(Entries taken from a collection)
+-------+

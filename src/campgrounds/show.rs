use axum::{debug_handler, extract::{Path, State}, response::{IntoResponse, Response}};
use sqlx::SqlitePool;
use time::OffsetDateTime;
use tower_sessions::Session;

use crate::{
    auth::{parse_id, CurrentUser, CAMPGROUND_NOT_FOUND},
    db::{campgrounds, comments, Account, Campground, Comment},
    flash, include_res,
    res::{self, escape, markdown, time_ago},
    AppResult, AppState,
};

#[debug_handler(state = AppState)]
pub(crate) async fn show(
    State(db_pool): State<SqlitePool>,
    session: Session,
    CurrentUser(user): CurrentUser,
    Path(id): Path<String>,
) -> AppResult<Response> {
    let not_found = || flash::error(&session, CAMPGROUND_NOT_FOUND, "/campgrounds");

    let Some(id) = parse_id(&id) else {
        return not_found().await;
    };
    let campground = match campgrounds::find(&db_pool, id).await {
        Ok(Some(campground)) => campground,
        Ok(None) => return not_found().await,
        Err(e) => return flash::error(&session, e.to_string(), "/campgrounds").await,
    };
    let comments = match comments::for_campground(&db_pool, id).await {
        Ok(comments) => comments,
        Err(e) => return flash::error(&session, e.to_string(), "/campgrounds").await,
    };
    let all = match campgrounds::all(&db_pool).await {
        Ok(all) => all,
        Err(e) => return flash::error(&session, e.to_string(), "/campgrounds").await,
    };

    let now = OffsetDateTime::now_utc();
    let content = render(&campground, &comments, &all, user.as_ref(), now);

    Ok(res::page(&session, user.as_ref(), &campground.name, &content).await?.into_response())
}

fn render(
    campground: &Campground,
    comments: &[Comment],
    all: &[Campground],
    viewer: Option<&Account>,
    now: OffsetDateTime,
) -> String {
    let owner_controls = match viewer {
        Some(account) if campground.is_owned_by(account) => {
            include_res!(str, "/pages/campgrounds/owner_controls.html")
                .replace("{id}", &campground.id.to_string())
        }
        _ => String::new(),
    };

    let mut comment_items = String::new();
    for comment in comments {
        let controls = match viewer {
            Some(account) if comment.is_owned_by(account) => {
                include_res!(str, "/pages/comments/controls.html")
                    .replace("{campground_id}", &campground.id.to_string())
                    .replace("{comment_id}", &comment.id.to_string())
            }
            _ => String::new(),
        };
        comment_items += &include_res!(str, "/pages/comments/comment.html")
            .replace("{author}", &escape(&comment.author_username))
            .replace("{created}", &time_ago(comment.created(), now))
            .replace("{controls}", &controls)
            .replace("{body}", &markdown(&comment.text));
    }

    let mut sidebar = String::new();
    for other in all {
        let active = if other.id == campground.id { "active" } else { "" };
        sidebar += &include_res!(str, "/pages/campgrounds/sidebar_item.html")
            .replace("{id}", &other.id.to_string())
            .replace("{active}", active)
            .replace("{name}", &escape(&other.name));
    }

    include_res!(str, "/pages/campgrounds/show.html")
        .replace("{id}", &campground.id.to_string())
        .replace("{image}", &escape(&campground.image))
        .replace("{author}", &escape(&campground.author_username))
        .replace("{created}", &time_ago(campground.created(), now))
        .replace("{owner_controls}", &owner_controls)
        .replace("{sidebar}", &sidebar)
        .replace("{comments}", &comment_items)
        .replace("{name}", &escape(&campground.name))
        .replace("{description}", &escape(&campground.description))
}

#[cfg(test)]
mod tests {
    use uuid::Uuid;

    use super::*;

    fn account(username: &str) -> Account {
        Account { id: Uuid::now_v7(), username: username.to_owned(), password_hash: String::new(), created_at: 0 }
    }

    fn campground(author: &Account, name: &str) -> Campground {
        Campground {
            id: Uuid::now_v7(),
            name: name.to_owned(),
            description: "<b>lakeside</b>".to_owned(),
            image: "https://img.example/x.png".to_owned(),
            image_id: "x".to_owned(),
            author_id: author.id,
            author_username: author.username.clone(),
            created_at: 0,
        }
    }

    fn comment(site: &Campground, author: &Account, text: &str) -> Comment {
        Comment {
            id: Uuid::now_v7(),
            campground_id: site.id,
            text: text.to_owned(),
            author_id: author.id,
            author_username: author.username.clone(),
            created_at: 0,
        }
    }

    #[test]
    fn owners_see_their_controls_and_others_do_not() {
        let owner = account("owner");
        let stranger = account("stranger");
        let site = campground(&owner, "Salmon Creek");
        let now = OffsetDateTime::UNIX_EPOCH;
        let edit_link = format!("/campgrounds/{}/edit", site.id);

        assert!(render(&site, &[], &[], Some(&owner), now).contains(&edit_link));
        assert!(!render(&site, &[], &[], Some(&stranger), now).contains(&edit_link));
        assert!(!render(&site, &[], &[], None, now).contains(&edit_link));
    }

    #[test]
    fn comments_render_in_order_with_escaped_fields() {
        let owner = account("owner");
        let commenter = account("<i>sneaky</i>");
        let site = campground(&owner, "Salmon Creek");
        let comments = [comment(&site, &commenter, "first *post*"), comment(&site, &owner, "closing remark")];

        let html = render(&site, &comments, &[site.clone()], None, OffsetDateTime::UNIX_EPOCH);

        let first = html.find("first <em>post</em>").unwrap();
        let second = html.find("closing remark").unwrap();
        assert!(first < second);
        assert!(html.contains("&lt;i&gt;sneaky&lt;/i&gt;"));
        assert!(html.contains("&lt;b&gt;lakeside&lt;/b&gt;"));
    }
}
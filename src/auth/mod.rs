//! Local username/password accounts kept in the session by id.

mod extract;
mod login;
mod logout;
mod password;
mod register;

use axum::{routing::get, Router};
use tower_sessions::Session;

use crate::{db::Account, session::USER_ID, AppResult, AppState};

pub use extract::{
    back, parse_id, CurrentUser, LoggedIn, OwnedCampground, OwnedComment, CAMPGROUND_NOT_FOUND,
    COMMENT_NOT_FOUND, LOGIN_REQUIRED, NOT_PERMITTED,
};

pub fn router() -> Router<AppState> {
    Router::new()
        .route("/register", get(register::register_page).post(register::register))
        .route("/login", get(login::login_page).post(login::login))
        .route("/logout", get(logout::logout))
}

/// Binds the session to `account`. The session id changes on every login.
pub(crate) async fn sign_in(session: &Session, account: &Account) -> AppResult<()> {
    session.cycle_id().await?;
    session.insert(USER_ID, account.id).await?;
    Ok(())
}
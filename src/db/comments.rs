use sqlx::SqlitePool;
use uuid::Uuid;

use super::{now, Account, Comment};

const COLUMNS: &str = "id,campground_id,text,author_id,author_username,created_at";

pub struct NewComment<'a> {
    pub text: &'a str,
}

pub async fn create(
    db_pool: &SqlitePool,
    campground_id: Uuid,
    author: &Account,
    new: NewComment<'_>,
) -> Result<Comment, sqlx::Error> {
    let comment = Comment {
        id: Uuid::now_v7(),
        campground_id,
        text: new.text.to_owned(),
        author_id: author.id,
        author_username: author.username.clone(),
        created_at: now(),
    };

    sqlx::query(&format!("INSERT INTO comments ({COLUMNS}) VALUES (?,?,?,?,?,?)"))
        .bind(comment.id)
        .bind(comment.campground_id)
        .bind(&comment.text)
        .bind(comment.author_id)
        .bind(&comment.author_username)
        .bind(comment.created_at)
        .execute(db_pool)
        .await?;

    Ok(comment)
}

/// The campground's comments in the order they were posted.
pub async fn for_campground(db_pool: &SqlitePool, campground_id: Uuid) -> Result<Vec<Comment>, sqlx::Error> {
    sqlx::query_as(&format!("SELECT {COLUMNS} FROM comments WHERE campground_id=? ORDER BY created_at, rowid"))
        .bind(campground_id)
        .fetch_all(db_pool)
        .await
}

/// Looks a comment up only within the campground it is supposed to belong to.
pub async fn find(db_pool: &SqlitePool, campground_id: Uuid, id: Uuid) -> Result<Option<Comment>, sqlx::Error> {
    sqlx::query_as(&format!("SELECT {COLUMNS} FROM comments WHERE id=? AND campground_id=?"))
        .bind(id)
        .bind(campground_id)
        .fetch_optional(db_pool)
        .await
}

pub async fn update_text(db_pool: &SqlitePool, id: Uuid, text: &str) -> Result<(), sqlx::Error> {
    sqlx::query("UPDATE comments SET text=? WHERE id=?")
        .bind(text)
        .bind(id)
        .execute(db_pool)
        .await?;
    Ok(())
}

pub async fn delete(db_pool: &SqlitePool, id: Uuid) -> Result<(), sqlx::Error> {
    sqlx::query("DELETE FROM comments WHERE id=?")
        .bind(id)
        .execute(db_pool)
        .await?;
    Ok(())
}
use std::sync::Arc;

use tokio::{net::TcpListener, signal};
use tracing::info;
use tracing_subscriber::{fmt, EnvFilter};
use yelpcamp::{app, db, images::Cloudinary, AppState, Config, HttpSettings};

#[tokio::main]
async fn main() -> anyhow::Result<()> {
    dotenv::dotenv().ok();
    fmt().with_env_filter(EnvFilter::from_default_env()).init();

    let config = Config::load()?;

    info!("Opening {}", config.database_url);
    let db_pool = db::connect(&config.database_url, 16).await?;

    let app_state = AppState {
        db_pool,
        images: Arc::new(Cloudinary::new(config.cloudinary.clone())),
    };
    let app = app(app_state, HttpSettings::from(&config));

    let address = format!("0.0.0.0:{}", config.port);
    let listener = TcpListener::bind(&address).await?;
    info!("YelpCamp listening on {address}");

    axum::serve(listener, app)
        .with_graceful_shutdown(shutdown_signal())
        .await?;

    info!("Server shut down");
    Ok(())
}

async fn shutdown_signal() {
    let ctrl_c = async {
        match signal::ctrl_c().await {
            Ok(()) => info!("Received Ctrl+C, shutting down"),
            Err(_) => std::future::pending::<()>().await,
        }
    };

    #[cfg(unix)]
    let terminate = async {
        match signal::unix::signal(signal::unix::SignalKind::terminate()) {
            Ok(mut stream) => {
                stream.recv().await;
                info!("Received terminate signal, shutting down");
            }
            Err(_) => std::future::pending::<()>().await,
        }
    };

    #[cfg(not(unix))]
    let terminate = std::future::pending::<()>();

    tokio::select! {
        _ = ctrl_c => {},
        _ = terminate => {},
    }
}
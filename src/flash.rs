//! One-shot notices carried across a redirect.
//!
//! A handler pushes a message into the session and redirects; the next page
//! that renders the layout drains every pending message.

use axum::response::{IntoResponse, Redirect, Response};
use serde::{Deserialize, Serialize};
use tower_sessions::Session;

use crate::{session::FLASH, AppResult};

#[derive(Debug, Clone, Copy, PartialEq, Eq, Serialize, Deserialize)]
#[serde(rename_all = "snake_case")]
pub enum Level {
    Error,
    Success,
}

impl Level {
    pub fn css_class(self) -> &'static str {
        match self {
            Level::Error => "flash flash-error",
            Level::Success => "flash flash-success",
        }
    }
}

#[derive(Debug, Clone, PartialEq, Eq, Serialize, Deserialize)]
pub struct Flash {
    pub level: Level,
    pub message: String,
}

pub async fn push(session: &Session, level: Level, message: impl Into<String>) -> AppResult<()> {
    let mut pending = session.get::<Vec<Flash>>(FLASH).await?.unwrap_or_default();
    pending.push(Flash { level, message: message.into() });
    session.insert(FLASH, pending).await?;
    Ok(())
}

pub async fn take(session: &Session) -> AppResult<Vec<Flash>> {
    Ok(session.remove::<Vec<Flash>>(FLASH).await?.unwrap_or_default())
}

/// Flash an error and redirect, the usual way out of a handler.
pub async fn error(session: &Session, message: impl Into<String>, to: &str) -> AppResult<Response> {
    push(session, Level::Error, message).await?;
    Ok(Redirect::to(to).into_response())
}

pub async fn success(session: &Session, message: impl Into<String>, to: &str) -> AppResult<Response> {
    push(session, Level::Success, message).await?;
    Ok(Redirect::to(to).into_response())
}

+-------+

* **WHAT YOU WILL DO**
Each line in the records above with "derive" must be returned.

* **ANSWER TO THIS EXERCISE**
#[derive(Debug, Clone, Copy, PartialEq, Eq, Serialize, Deserialize)]
#[derive(Debug, Clone, PartialEq, Eq, Serialize, Deserialize)]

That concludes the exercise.